> **EXERCISE OBJECTIVE**: For the records below, the count of lines that hold "mask" is required; give only that number.
EXERCISE MATERIAL below:
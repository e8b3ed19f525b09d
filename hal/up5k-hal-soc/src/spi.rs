//! SB_SPI hard IP master
//!
//! Byte-at-a-time master on one of the UltraPlus SPI cores. Every byte waits
//! for TRDY before loading TXDR and for RRDY before draining RXDR, so the
//! receive side never overruns. Chip-select is driven through CSR under
//! software control.

use up5k_hal::spi::{Mode, Phase, Polarity, SpiConfig, SpiTransport};
use up5k_hal::{SpinBudget, Timeout};

use crate::regs::SpiRegisters;

// CR1
const CR1_SPE: u8 = 0x80;

// CR2
const CR2_MSTR: u8 = 0x80;
const CR2_MCSH: u8 = 0x40;
const CR2_CPOL: u8 = 0x04;
const CR2_CPHA: u8 = 0x02;

// SR
const SR_TIP: u8 = 0x80;
const SR_TRDY: u8 = 0x10;
const SR_RRDY: u8 = 0x08;

/// All four master chip-selects deasserted
const CSR_IDLE: u8 = 0x0F;

/// Master chip-select 0, the only line wired on the board
const CSR_LINE0: u8 = 0x01;

/// Largest value the 6-bit baud divider accepts
const BR_MAX: u8 = 0x3F;

/// SPI transport error
#[derive(Debug, Clone, Copy, PartialEq, Eq)]
#[cfg_attr(feature = "defmt", derive(defmt::Format))]
pub enum SpiError {
    /// A status flag never came up within the spin budget
    Timeout,
}

impl From<Timeout> for SpiError {
    fn from(_: Timeout) -> Self {
        SpiError::Timeout
    }
}

/// Master driver for one SB_SPI core
pub struct SbSpi<'a> {
    regs: &'a SpiRegisters,
    budget: SpinBudget,
}

impl<'a> SbSpi<'a> {
    /// Configure the core as a master on chip-select 0
    pub fn new(regs: &'a SpiRegisters, config: SpiConfig, sysclk_hz: u32) -> Self {
        regs.cr0.write(0xFF);
        regs.cr1.write(CR1_SPE);
        regs.cr2.write(CR2_MSTR | CR2_MCSH | mode_bits(config.mode));
        regs.br.write(baud_divider(sysclk_hz, config.frequency));
        regs.csr.write(CSR_IDLE);

        Self {
            regs,
            budget: SpinBudget::SPI_BYTE,
        }
    }

    /// Replace the per-byte spin budget
    pub fn with_budget(mut self, budget: SpinBudget) -> Self {
        self.budget = budget;
        self
    }

    fn wait_status(&self, mask: u8) -> Result<(), SpiError> {
        let sr = &self.regs.sr;
        self.budget.wait(|| sr.is_set(mask))?;
        Ok(())
    }
}

impl SpiTransport for SbSpi<'_> {
    type Error = SpiError;

    fn send_byte(&mut self, value: u8) -> Result<(), SpiError> {
        self.transfer(value).map(|_| ())
    }

    fn transfer(&mut self, value: u8) -> Result<u8, SpiError> {
        self.wait_status(SR_TRDY)?;
        self.regs.txdr.write(value);
        self.wait_status(SR_RRDY)?;
        Ok(self.regs.rxdr.read())
    }

    fn set_chip_select(&mut self, active: bool) {
        if active {
            self.regs.csr.write(CSR_IDLE & !CSR_LINE0);
        } else {
            self.regs.csr.write(CSR_IDLE);
        }
    }

    fn wait_ready(&mut self) -> Result<(), SpiError> {
        let sr = &self.regs.sr;
        self.budget.wait(|| !sr.is_set(SR_TIP))?;
        Ok(())
    }
}

fn mode_bits(mode: Mode) -> u8 {
    let (polarity, phase): (Polarity, Phase) = mode.into();
    let mut bits = 0;
    if polarity == Polarity::IdleHigh {
        bits |= CR2_CPOL;
    }
    if phase == Phase::CaptureOnSecondTransition {
        bits |= CR2_CPHA;
    }
    bits
}

/// BR value giving the fastest SCK not above `frequency`
///
/// SCK = sysclk / (BR + 1).
fn baud_divider(sysclk_hz: u32, frequency: u32) -> u8 {
    let frequency = frequency.max(1);
    let div = sysclk_hz.div_ceil(frequency).saturating_sub(1);
    div.min(u32::from(BR_MAX)) as u8
}

#[cfg(test)]
mod tests {
    use super::*;

    const STATUS_READY: u8 = SR_TRDY | SR_RRDY;

    fn config(frequency: u32, mode: Mode) -> SpiConfig {
        SpiConfig { frequency, mode }
    }

    #[test]
    fn test_init_registers() {
        let regs = SpiRegisters::with_status(STATUS_READY);
        let _spi = SbSpi::new(&regs, config(12_000_000, Mode::Mode0), 24_000_000);

        assert_eq!(regs.cr0.read(), 0xFF);
        assert_eq!(regs.cr1.read(), 0x80);
        assert_eq!(regs.cr2.read(), 0xC0);
        assert_eq!(regs.br.read(), 1);
        assert_eq!(regs.csr.read(), 0x0F);
    }

    #[test]
    fn test_mode_bits() {
        assert_eq!(mode_bits(Mode::Mode0), 0);
        assert_eq!(mode_bits(Mode::Mode1), CR2_CPHA);
        assert_eq!(mode_bits(Mode::Mode2), CR2_CPOL);
        assert_eq!(mode_bits(Mode::Mode3), CR2_CPOL | CR2_CPHA);
    }

    #[test]
    fn test_baud_divider() {
        assert_eq!(baud_divider(24_000_000, 24_000_000), 0);
        assert_eq!(baud_divider(24_000_000, 8_000_000), 2);
        // Never faster than requested
        assert_eq!(baud_divider(24_000_000, 7_000_000), 3);
        // Clamped to the 6-bit field
        assert_eq!(baud_divider(24_000_000, 100_000), BR_MAX);
        assert_eq!(baud_divider(24_000_000, 0), BR_MAX);
    }

    #[test]
    fn test_transfer_reads_rx() {
        let regs = SpiRegisters::with_status(STATUS_READY);
        regs.rxdr.write(0xC2);
        let mut spi = SbSpi::new(&regs, SpiConfig::default(), 24_000_000);

        assert_eq!(spi.transfer(0x9F), Ok(0xC2));
        assert_eq!(regs.txdr.read(), 0x9F);
    }

    #[test]
    fn test_send_buffer_leaves_last_byte() {
        let regs = SpiRegisters::with_status(STATUS_READY);
        let mut spi = SbSpi::new(&regs, SpiConfig::default(), 24_000_000);

        spi.send_buffer(&[0x2A, 0x00, 0xEF]).unwrap();
        assert_eq!(regs.txdr.read(), 0xEF);
    }

    #[test]
    fn test_stuck_core_times_out() {
        let regs = SpiRegisters::with_status(0);
        let mut spi = SbSpi::new(&regs, SpiConfig::default(), 24_000_000)
            .with_budget(SpinBudget::new(16));

        assert_eq!(spi.send_byte(0x55), Err(SpiError::Timeout));
        // Nothing loaded into TXDR while TRDY was low
        assert_eq!(regs.txdr.read(), 0);
    }

    #[test]
    fn test_rx_never_ready_times_out() {
        let regs = SpiRegisters::with_status(SR_TRDY);
        let mut spi = SbSpi::new(&regs, SpiConfig::default(), 24_000_000)
            .with_budget(SpinBudget::new(16));

        assert_eq!(spi.transfer(0x55), Err(SpiError::Timeout));
        assert_eq!(regs.txdr.read(), 0x55);
    }

    #[test]
    fn test_chip_select_line_zero() {
        let regs = SpiRegisters::with_status(STATUS_READY);
        let mut spi = SbSpi::new(&regs, SpiConfig::default(), 24_000_000);

        spi.set_chip_select(true);
        assert_eq!(regs.csr.read(), 0x0E);
        spi.set_chip_select(false);
        assert_eq!(regs.csr.read(), 0x0F);
    }

    #[test]
    fn test_wait_ready() {
        let regs = SpiRegisters::with_status(SR_TIP);
        let mut spi =
            SbSpi::new(&regs, SpiConfig::default(), 24_000_000).with_budget(SpinBudget::new(4));
        assert_eq!(spi.wait_ready(), Err(SpiError::Timeout));

        regs.sr.write(0);
        assert_eq!(spi.wait_ready(), Ok(()));
    }
}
End of EXERCISE MATERIAL.
> **WORKED SOLUTION**: 2